Un carré d’herbes folles (Caro_carito)
Elle eut à peine le temps d’enlever son tablier et de fermer la porte, il était en haut de la colline. Les blés courbaient la tête sous les rayons drus. Il avait raison, dans deux heures à peine, il faudrait déjà songer à clore à demi les persiennes. Elle sentit le trousseau chargé de clefs inutiles qui valsait au fond de la poche de sa blouse. Elle poussa la grille du cimetière. Elle s’amusa de son invite rouillée. Elle le vit s’approcher des trois pins, au fond à droite. Elle marcha vers le fouillis fripé de coquelicots et de monnaies du pape. Les amarantes qu’elles avaient semées au printemps passé avaient avalé le muret de pierres blanches, grignotant les guérets des Béard.

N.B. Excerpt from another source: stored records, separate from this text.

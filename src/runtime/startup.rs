use std::path::{Path, PathBuf};

use rand::Rng;
use reqwest::blocking::Client;

use crate::audio::PlayerCmd;
use crate::config::Settings;
use crate::playlist::Track;
use crate::source;

/// Where the playlist comes from: an HTTP base URL carrying a manifest,
/// or a local directory to scan.
pub enum SourceMode {
    Remote { base: String },
    Local { dir: PathBuf },
}

/// A URL argument selects remote mode, anything else is a directory.
/// Without an argument the current directory is scanned.
pub fn source_mode(arg: Option<String>) -> SourceMode {
    match arg {
        Some(a) if a.starts_with("http://") || a.starts_with("https://") => SourceMode::Remote {
            base: a.trim_end_matches('/').to_string(),
        },
        Some(a) => SourceMode::Local {
            dir: PathBuf::from(a),
        },
        None => SourceMode::Local {
            dir: std::env::current_dir().unwrap_or_else(|_| PathBuf::from(".")),
        },
    }
}

/// Resolve the playlist for `mode`. A failed manifest fetch degrades to
/// an empty playlist with the failure folded into the source label.
pub fn gather_tracks(mode: &SourceMode, client: &Client, settings: &Settings) -> (Vec<Track>, String) {
    match mode {
        SourceMode::Remote { base } => match source::fetch_manifest(client, base, &settings.source)
        {
            Ok(tracks) => (tracks, base.clone()),
            Err(e) => {
                log::error!("manifest fetch failed: {e}");
                (Vec::new(), format!("{base} (manifest unavailable)"))
            }
        },
        SourceMode::Local { dir } => (
            source::scan(Path::new(dir), &settings.source),
            dir.display().to_string(),
        ),
    }
}

/// Remote playlists start somewhere random, local ones at the top.
pub fn initial_index(mode: &SourceMode, len: usize) -> usize {
    match mode {
        SourceMode::Remote { .. } if len > 0 => rand::rng().random_range(0..len),
        _ => 0,
    }
}

/// The command that binds the starting track. It always loads so the
/// duration and seek strip work from the first draw; playback itself
/// only begins when configured to.
pub fn initial_command(settings: &Settings, start: usize, len: usize) -> Option<PlayerCmd> {
    if len == 0 {
        return None;
    }
    Some(PlayerCmd::Play {
        index: start,
        autostart: settings.playback.autostart,
    })
}
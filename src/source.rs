//! Track source loading: remote manifest fetch or local directory scan.
//!
//! The two modes are mutually exclusive per session; `runtime::startup`
//! decides the mode once from the source argument's scheme.

mod local;
mod manifest;

pub use local::scan;
pub use manifest::{fetch_manifest, parse_manifest};

#[cfg(test)]
mod tests;
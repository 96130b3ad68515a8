use std::env;
use std::time::Duration;

use crossterm::event::{DisableMouseCapture, EnableMouseCapture};
use crossterm::execute;
use crossterm::terminal::{
    EnterAlternateScreen, LeaveAlternateScreen, disable_raw_mode, enable_raw_mode,
};
use ratatui::{Terminal, backend::CrosstermBackend};

use crate::app::App;
use crate::audio::AudioPlayer;
use crate::probe::Prober;

mod event_loop;
mod logging;
mod settings;
mod startup;
mod ticker;

pub fn run() -> Result<(), Box<dyn std::error::Error>> {
    logging::init();
    let settings = settings::load_settings();

    let mode = startup::source_mode(env::args().nth(1));
    let client = reqwest::blocking::Client::builder()
        .timeout(Duration::from_millis(settings.source.request_timeout_ms))
        .build()?;

    let (tracks, label) = startup::gather_tracks(&mode, &client, &settings);
    let start = startup::initial_index(&mode, tracks.len());

    let mut audio_player = AudioPlayer::new(tracks.clone(), start, client.clone(), &settings);

    let prober = Prober::new(client, &settings);
    prober.spawn(tracks.clone());

    let mut app = App::new(
        tracks,
        label,
        audio_player.playback_handle(),
        audio_player.scope_handle(),
        prober.total_handle(),
        &settings,
    );

    if let Some(cmd) = startup::initial_command(&settings, start, app.tracks.len()) {
        audio_player.send(cmd);
    }

    enable_raw_mode()?;
    let mut stdout = std::io::stdout();
    execute!(stdout, EnterAlternateScreen, EnableMouseCapture)?;
    let backend = CrosstermBackend::new(stdout);
    let mut terminal = Terminal::new(backend)?;

    let run_result = event_loop::run(&mut terminal, &settings, &mut app, &audio_player);

    audio_player.quit();

    disable_raw_mode()?;
    execute!(
        terminal.backend_mut(),
        DisableMouseCapture,
        LeaveAlternateScreen
    )?;
    terminal.show_cursor()?;

    run_result
}
use crate::contracted::ContractedGraph;
use crate::network::{DirectedEdgeId, EdgeId};

/// A contracted hierarchy whose nodes are the *directed edges* of the
/// underlying network rather than its vertices.
///
/// Turn restrictions are encoded structurally: a forbidden edge-to-edge
/// transition simply has no hierarchy edge, so any search over this
/// graph honours restrictions without inspecting them.
///
/// Directed edge `e` maps onto hierarchy node `2e` (forward) or
/// `2e + 1` (backward); the mapping is total over the network's edges so
/// no lookup table is needed.
#[derive(Debug, Clone)]
pub struct EdgeBasedContractedGraph {
    hierarchy: ContractedGraph,
}

impl EdgeBasedContractedGraph {
    /// Creates an empty edge-expanded hierarchy over a network with
    /// `edge_count` edges. `level[node]` follows the node encoding.
    pub fn new(edge_count: usize, level: Vec<u32>) -> Self {
        EdgeBasedContractedGraph {
            hierarchy: ContractedGraph::new(edge_count * 2, level),
        }
    }

    /// Wraps an already-assembled hierarchy laid out in the directed
    /// edge node encoding.
    pub fn from_hierarchy(hierarchy: ContractedGraph) -> Self {
        EdgeBasedContractedGraph { hierarchy }
    }

    #[inline]
    pub fn node_of(directed: DirectedEdgeId) -> u32 {
        directed.edge().0 * 2 + u32::from(!directed.is_forward())
    }

    #[inline]
    pub fn directed_of(node: u32) -> DirectedEdgeId {
        DirectedEdgeId::new(EdgeId(node / 2), node % 2 == 0)
    }

    pub fn hierarchy(&self) -> &ContractedGraph {
        &self.hierarchy
    }

    pub fn hierarchy_mut(&mut self) -> &mut ContractedGraph {
        &mut self.hierarchy
    }

    /// Expands shortcut transitions back into the full directed-edge
    /// sequence they summarise.
    pub fn expand_directed(&self, path: &[DirectedEdgeId]) -> Vec<DirectedEdgeId> {
        let nodes = path.iter().map(|d| Self::node_of(*d)).collect::<Vec<_>>();

        self.hierarchy
            .expand_path(&nodes)
            .into_iter()
            .map(Self::directed_of)
            .collect()
    }
}

#[cfg(test)]
mod test {
    use super::*;

    #[test]
    fn node_mapping_round_trips() {
        for raw in [1i64, -1, 42, -42, 1000] {
            let directed = DirectedEdgeId::from_raw(raw).unwrap();
            assert_eq!(
                EdgeBasedContractedGraph::directed_of(EdgeBasedContractedGraph::node_of(directed)),
                directed,
            );
        }
    }
}
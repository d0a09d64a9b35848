use crate::profile::ProfileFactorCache;
use crate::resolve::Resolve;
use crate::route::BuildRoute;

use rustc_hash::FxHashMap;

/// Default maximum snap distance of the resolver, in meters.
pub const DEFAULT_MAX_SEARCH_DISTANCE: f64 = 50.0;

/// Tuning knobs and hooks of a [`Router`](crate::router::Router).
///
/// Everything here is optional: an empty configuration gives the stock
/// resolver, the stock route builder, live profile evaluation and the
/// default snap radius.
#[derive(Default)]
pub struct RouterConfig {
    /// When set, resolution rejects edges any queried profile cannot
    /// stop on, so every resolved point is a valid trip endpoint for
    /// every profile involved.
    pub verify_all_stoppable: bool,

    /// Maximum resolver snap distance in meters;
    /// [`DEFAULT_MAX_SEARCH_DISTANCE`] when `None`.
    pub max_search_distance: Option<f64>,

    /// Precomputed factor arrays, keyed by profile name. A complete
    /// cache removes every per-call profile evaluation from the resolver
    /// and the kernels.
    pub factor_caches: FxHashMap<String, ProfileFactorCache>,

    /// Replaces the default resolver.
    pub custom_resolver: Option<Box<dyn Resolve>>,

    /// Replaces the default route builder.
    pub custom_route_builder: Option<Box<dyn BuildRoute>>,
}

impl RouterConfig {
    pub fn new() -> Self {
        Self::default()
    }

    pub fn verify_all_stoppable(mut self, verify: bool) -> Self {
        self.verify_all_stoppable = verify;
        self
    }

    pub fn max_search_distance(mut self, meters: f64) -> Self {
        self.max_search_distance = Some(meters);
        self
    }

    pub fn factor_cache(mut self, profile: impl Into<String>, cache: ProfileFactorCache) -> Self {
        self.factor_caches.insert(profile.into(), cache);
        self
    }

    pub fn resolver(mut self, resolver: impl Resolve + 'static) -> Self {
        self.custom_resolver = Some(Box::new(resolver));
        self
    }

    pub fn route_builder(mut self, builder: impl BuildRoute + 'static) -> Self {
        self.custom_route_builder = Some(Box::new(builder));
        self
    }
}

Elle tourna la tête vers le carré nord. Il s’était sans doute agenouillé car sa silhouette voutée avait disparu dans les hautes herbes. Elle se demandait avec qui il s’entretenait, chaque matin. Un jour, elle s’était approchée et avait perçu des mots feutrés, sa tête chenue penchée sur l’ombre. Etait-ce un mot un peu plus grave ? En tout cas, un souffle d’air indiscret lui avait rapporté ce prénom, Sybille. Plus tard, elle avait examiné l’endroit avec soin, en vain ; il n’y avait que graminées, un papillon et des noms oubliés. A ses pieds, ne dormaient que quelques morceaux de pierre lisse et des âmes oubliées. Le vent, le gel, les averses avaient emporté leurs initiales.

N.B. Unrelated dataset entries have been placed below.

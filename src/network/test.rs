use crate::fixture;
use crate::network::{DirectedEdgeId, EdgeData, EdgeId, NetworkBuilder, VertexId};

use std::error::Error;

#[test]
fn directed_id_round_trips() -> Result<(), Box<dyn Error>> {
    for id in [0u32, 1, 41, 65_000] {
        let edge = EdgeId(id);

        let forward = DirectedEdgeId::forward(edge);
        assert_eq!(forward.raw(), id as i64 + 1);
        assert_eq!(forward.edge(), edge);
        assert!(forward.is_forward());

        let backward = DirectedEdgeId::backward(edge);
        assert_eq!(backward.raw(), -(id as i64 + 1));
        assert_eq!(backward.edge(), edge);
        assert!(!backward.is_forward());

        assert_eq!(forward.reversed(), backward);
        assert_eq!(DirectedEdgeId::from_raw(forward.raw()), Some(forward));
    }

    // Zero is reserved and must not decode.
    assert_eq!(DirectedEdgeId::from_raw(0), None);

    Ok(())
}

#[test]
fn canonical_direction_follows_inversion() -> Result<(), Box<dyn Error>> {
    let mut builder = NetworkBuilder::new();
    let a = builder.add_vertex(0.0, 0.0);
    let b = builder.add_vertex(0.0, fixture::SPACING_DEG);

    let plain = builder.add_edge(a, b, EdgeData::new(100.0, 0, 0));
    let inverted = builder.add_edge(a, b, EdgeData::new(100.0, 0, 1).inverted());

    let network = builder.freeze();

    // The sign of the canonical directed id mirrors the inversion flag.
    assert!(network.id_directed(plain).unwrap().is_forward());
    assert!(!network.id_directed(inverted).unwrap().is_forward());

    // Resolving the directed id always lands back on the same record.
    for edge in [plain, inverted] {
        let directed = network.id_directed(edge).unwrap();
        let (data, _) = network.get_edge(directed).unwrap();
        assert_eq!(data, network.edge(edge).unwrap());
    }

    Ok(())
}

#[test]
fn vertex_ids_are_dense_after_freeze() -> Result<(), Box<dyn Error>> {
    let fixture = fixture::grid(4);
    let network = &fixture.network;

    let mut seen = network.vertices().map(|(id, _)| id.0).collect::<Vec<_>>();
    seen.sort_unstable();

    assert_eq!(seen, (0..16).collect::<Vec<_>>());
    assert_eq!(network.vertex_count(), 16);
    assert_eq!(network.edge_count(), 24);

    Ok(())
}

#[test]
fn polyline_respects_shape_and_inversion() -> Result<(), Box<dyn Error>> {
    let mid = (0.0004, 0.0004);

    let mut builder = NetworkBuilder::new();
    let a = builder.add_vertex(0.0, 0.0);
    let b = builder.add_vertex(0.0, fixture::SPACING_DEG);

    let straight = builder.add_edge(a, b, EdgeData::new(100.0, 0, 0).with_shape(vec![mid]));
    // Same geometry, but stored against the logical direction.
    let flipped = builder.add_edge(a, b, EdgeData::new(100.0, 0, 1).with_shape(vec![mid]).inverted());

    let network = builder.freeze();

    let forward = network.edge_polyline(straight).unwrap();
    let inverted = network.edge_polyline(flipped).unwrap();

    assert_eq!(forward.len(), 3);
    assert_eq!(forward, inverted);
    assert!((forward[1].y() - mid.0 as f64).abs() < 1e-9);

    Ok(())
}

#[test]
fn adjacency_covers_both_orientations() -> Result<(), Box<dyn Error>> {
    let fixture = fixture::straight_line();
    let network = &fixture.network;
    let [a, b, c]: [VertexId; 3] = fixture.vertices[..].try_into()?;

    // B sits between A and C: one incoming stored edge, one outgoing.
    let traversals = network.adjacent(b).collect::<Vec<_>>();
    assert_eq!(traversals.len(), 2);

    let neighbours = traversals
        .iter()
        .map(|t| t.neighbour)
        .collect::<Vec<_>>();
    assert!(neighbours.contains(&a));
    assert!(neighbours.contains(&c));

    assert_eq!(network.edges_between(a, b).count(), 1);
    assert_eq!(network.edges_between(b, a).count(), 1);
    assert_eq!(network.edges_between(a, c).count(), 0);

    Ok(())
}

Elle marcha le long des chardons. Ici, il n’y avait qu’une tombe ramenée à grand frais pour le père Gabriel. Ses enfants l’avaient commandée en ville ; ils avaient sans doute jugé cela suffisant car ils n’étaient plus jamais venus lui rendre visite. Elle bifurqua pour se perdre dans le dédale de plaques en grès beige. Le village était trop pauvre pour d’autres sépultures. La terre sèche et un rectangle de pierre protégeaient les morts pour l’éternité. Elle s’assit près d’une souche et sortit de sa poche un livre qui s’ouvrit machinalement à la page cornée.
Elle ne l’entendit pas partir, perdue près du canal San Barnaba. Elle relisait religieusement la strophe biffée de gris : l’eau luit ; le marbre s’ébrèche … quand on passe à l’ombre du Palais Rezzonico.* Elle s’amusa à franchir les montagnes qui l’enserraient de toute part, l’Italie n’était pas loin. Il suffisait d’un rien, d’un vol d’oiseau pour découvrir le campanile de Saint Marc. Le marbre s’ébrèche. Elle fixa longuement la plaque grège qui gisait sur le sol. Pour elle, il était trop tard. Jamais elle ne quitterait sa maison, jamais elle n’irait plus loin que ce cimetière à l’abandon. Elle se dit qu’elle aurait aimé rester un peu, et voir les mots, qu’elle avait choisis pour ce long voyage, inscrits au milieu de ce sol rouge et sec, effleurés par une tige frêle… et voir Venise.
Le portail grinça en se refermant, un nuage de poussière se posa sur la forêt de tournesols qui se hissaient de toutes leurs forces vers le ciel doré. A petits pas, elle descendit le chemin.